Российские реформы 1990-х рассматриваются здесь именно с этой точки зрения. В качестве первопричины состояния частичной реформированности здесь выступает фискальный кризис. Речь в данном случае идет не просто о бюджетных затруднениях, но о ситуации, когда бюджетный дефицит не позволяет государству выполнять его основные функции и угрожает самому его существованию. В России 1990-х начало фискального кризиса было вызвано не превышением расходов над доходами, как в капиталистических государствах, а наоборот, опережающим снижением доходов по сравнению с расходами. В этой ситуации государство в целях самосохранения было вынуждено пойти на ряд мер, которые подорвали независимость государства от влияния “победителей” начального этапа реформ и создали ситуацию частичной реформированности. Однако “победители”, извлекавшие выгоду из этой ситуации, оказались неспособными обеспечить государству такие доходы, которые исключили бы повторение в будущем фискального кризиса. Государство в этих условиях не могло не пойти на конфликт с ними.
ФИСКАЛЬНЫЙ КРИЗИС И СКЛАДЫВАНИЕ СОСТОЯНИЯ ЧАСТИЧНОЙ РЕФОРМИРОВАННОСТИ
Фискальный кризис в посткоммунистическом государстве обусловлен переходом от налоговой системы, основанной на государственной собственности, к системе “налогового государства”. В СССР государство фактически распоряжалось всеми средствами принадлежавших ему предприятий, поддерживая очень высокий уровень бюджетных доходов за счет регулируемости заработной платы и розничных цен. В этом случае проблема собираемости налогов не стояла, так как речь шла лишь о перераспределении средств между разными ветвями государственного аппарата. Тем не менее значительная часть этих средств уходила на покрытие неэффективных расходов государственных предприятий, а возможность фактической конфискации средств предприятия в доход государства отрицательно сказывалась на производительности. Кроме этого, уже на ранних стадиях реформ политический контроль со стороны государства ослаб — а вместе с ним и возможность взимать налоги.
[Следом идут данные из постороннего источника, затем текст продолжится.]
//! Append-only audit trail entries shared by the payment and invoice flows.

use chrono::{DateTime, Utc};
use serde::{Deserialize, Serialize};
use uuid::Uuid;

use crate::middleware::ActorContext;

/// One state transition. Entries are created once and never edited.
#[derive(Debug, Clone, PartialEq, Eq, Serialize, Deserialize)]
pub struct AuditEntry {
    pub id: Uuid,
    pub timestamp: DateTime<Utc>,
    pub action: String,
    pub actor: String,
    pub actor_id: String,
    pub details: String,
    #[serde(skip_serializing_if = "Option::is_none")]
    pub level: Option<u32>,
}

impl AuditEntry {
    pub fn new(
        timestamp: DateTime<Utc>,
        action: impl Into<String>,
        actor: &ActorContext,
        details: impl Into<String>,
        level: Option<u32>,
    ) -> Self {
        Self {
            id: Uuid::new_v4(),
            timestamp,
            action: action.into(),
            actor: actor.label().to_string(),
            actor_id: actor.user_id.clone(),
            details: details.into(),
            level,
        }
    }
}

/// Append-only log. Only `push` and read access are exposed.
#[derive(Debug, Clone, Default, PartialEq, Eq, Serialize, Deserialize)]
#[serde(transparent)]
pub struct AuditTrail(Vec<AuditEntry>);

impl AuditTrail {
    pub fn new() -> Self {
        Self(Vec::new())
    }

    pub fn push(&mut self, entry: AuditEntry) {
        self.0.push(entry);
    }

    pub fn entries(&self) -> &[AuditEntry] {
        &self.0
    }

    pub fn len(&self) -> usize {
        self.0.len()
    }

    pub fn is_empty(&self) -> bool {
        self.0.is_empty()
    }

    pub fn last(&self) -> Option<&AuditEntry> {
        self.0.last()
    }
}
Гайдар и другие реформаторы осознавали насущность этой проблемы; на самом деле рост бюджетного дефицита был одним из главных доводов в пользу реформ. Реформаторы планировали добиться снижения бюджетных расходов (в первую очередь за счет того, что либерализация цен ликвидирует государственное субсидирование товаров народного потребления) при одновременном осуществлении мер, направленных на улучшение собираемости налогов (за счет монетаризации трансакций между предприятиями). Последнее позволило бы упростить налоговую систему и создать стимулы к повышению производительности труда и экономической эффективности, а также прекратить сращивание государственного аппарата с менеджерами предприятий. Именно поэтому в самом начале реформ Ельцин объявил, что бюджетный дефицит в 1992 г. будет минимальным.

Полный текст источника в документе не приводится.